→ **Directions for this task**: What is needed is each line of the data below that holds the string "usize".

** Material for the task follows **

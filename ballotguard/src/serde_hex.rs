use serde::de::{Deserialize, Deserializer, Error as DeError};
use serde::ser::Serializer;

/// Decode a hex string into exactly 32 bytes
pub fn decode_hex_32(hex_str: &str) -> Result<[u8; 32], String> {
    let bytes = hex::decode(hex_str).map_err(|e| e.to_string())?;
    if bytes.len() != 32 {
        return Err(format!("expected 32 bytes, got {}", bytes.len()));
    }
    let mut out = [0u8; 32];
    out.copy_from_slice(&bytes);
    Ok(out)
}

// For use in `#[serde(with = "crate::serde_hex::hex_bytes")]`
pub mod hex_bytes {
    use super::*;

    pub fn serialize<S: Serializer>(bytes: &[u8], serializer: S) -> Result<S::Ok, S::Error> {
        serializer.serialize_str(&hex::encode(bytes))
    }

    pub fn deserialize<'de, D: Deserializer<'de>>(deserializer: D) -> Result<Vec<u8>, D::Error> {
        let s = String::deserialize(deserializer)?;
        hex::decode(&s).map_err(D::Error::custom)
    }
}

** End of Material for the task **
** Material for the task follows **

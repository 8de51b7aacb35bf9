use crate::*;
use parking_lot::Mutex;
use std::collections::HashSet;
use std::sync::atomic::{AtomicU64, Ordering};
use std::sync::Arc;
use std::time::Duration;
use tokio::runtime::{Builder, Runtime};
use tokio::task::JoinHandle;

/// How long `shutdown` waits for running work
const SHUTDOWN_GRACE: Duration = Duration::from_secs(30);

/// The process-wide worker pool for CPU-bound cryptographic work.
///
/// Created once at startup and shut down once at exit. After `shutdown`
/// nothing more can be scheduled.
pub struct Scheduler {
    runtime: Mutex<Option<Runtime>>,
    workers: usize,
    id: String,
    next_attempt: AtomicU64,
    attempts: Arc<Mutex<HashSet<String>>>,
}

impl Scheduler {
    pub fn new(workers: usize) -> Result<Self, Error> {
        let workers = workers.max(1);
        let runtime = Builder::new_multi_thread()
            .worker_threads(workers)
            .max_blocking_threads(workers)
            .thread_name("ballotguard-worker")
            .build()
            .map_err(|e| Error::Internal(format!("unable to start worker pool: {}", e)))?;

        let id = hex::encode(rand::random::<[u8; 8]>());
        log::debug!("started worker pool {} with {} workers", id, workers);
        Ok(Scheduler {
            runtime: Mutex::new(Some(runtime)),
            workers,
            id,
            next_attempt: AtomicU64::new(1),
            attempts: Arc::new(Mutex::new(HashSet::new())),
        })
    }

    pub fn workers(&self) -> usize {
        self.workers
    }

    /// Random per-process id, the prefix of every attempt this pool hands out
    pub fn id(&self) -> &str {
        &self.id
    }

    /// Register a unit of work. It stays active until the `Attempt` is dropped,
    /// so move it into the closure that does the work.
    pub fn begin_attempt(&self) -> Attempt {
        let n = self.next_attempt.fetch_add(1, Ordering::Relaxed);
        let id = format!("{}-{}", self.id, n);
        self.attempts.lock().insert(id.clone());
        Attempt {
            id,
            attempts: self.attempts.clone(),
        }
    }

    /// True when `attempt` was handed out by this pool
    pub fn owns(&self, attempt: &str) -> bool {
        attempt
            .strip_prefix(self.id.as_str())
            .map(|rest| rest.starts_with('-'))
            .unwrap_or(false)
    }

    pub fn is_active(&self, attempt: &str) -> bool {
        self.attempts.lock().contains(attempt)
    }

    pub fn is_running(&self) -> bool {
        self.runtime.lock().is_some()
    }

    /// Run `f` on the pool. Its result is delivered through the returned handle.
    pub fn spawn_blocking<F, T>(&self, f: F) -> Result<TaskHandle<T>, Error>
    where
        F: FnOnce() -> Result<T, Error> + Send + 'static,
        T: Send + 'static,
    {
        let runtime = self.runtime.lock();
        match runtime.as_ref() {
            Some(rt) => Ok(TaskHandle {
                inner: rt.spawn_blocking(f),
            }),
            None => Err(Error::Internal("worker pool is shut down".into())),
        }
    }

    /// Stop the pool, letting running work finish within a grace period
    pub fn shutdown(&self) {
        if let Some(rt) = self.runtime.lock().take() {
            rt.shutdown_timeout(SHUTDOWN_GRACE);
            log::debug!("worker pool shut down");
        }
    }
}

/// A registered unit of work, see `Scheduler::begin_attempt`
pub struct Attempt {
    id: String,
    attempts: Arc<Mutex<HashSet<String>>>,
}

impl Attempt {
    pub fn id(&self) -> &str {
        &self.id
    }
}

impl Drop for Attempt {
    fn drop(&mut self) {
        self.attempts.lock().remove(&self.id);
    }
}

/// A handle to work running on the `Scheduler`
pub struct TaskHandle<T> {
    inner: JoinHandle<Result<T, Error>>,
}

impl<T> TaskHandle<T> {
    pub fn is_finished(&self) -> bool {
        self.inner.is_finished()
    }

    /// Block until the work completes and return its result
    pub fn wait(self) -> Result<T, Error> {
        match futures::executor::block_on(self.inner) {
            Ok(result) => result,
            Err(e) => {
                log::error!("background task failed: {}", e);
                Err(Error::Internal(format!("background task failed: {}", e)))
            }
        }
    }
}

** End of Material for the task **

→ **Completed task**:
    workers: usize,
    pub fn new(workers: usize) -> Result<Self, Error> {
    pub fn workers(&self) -> usize {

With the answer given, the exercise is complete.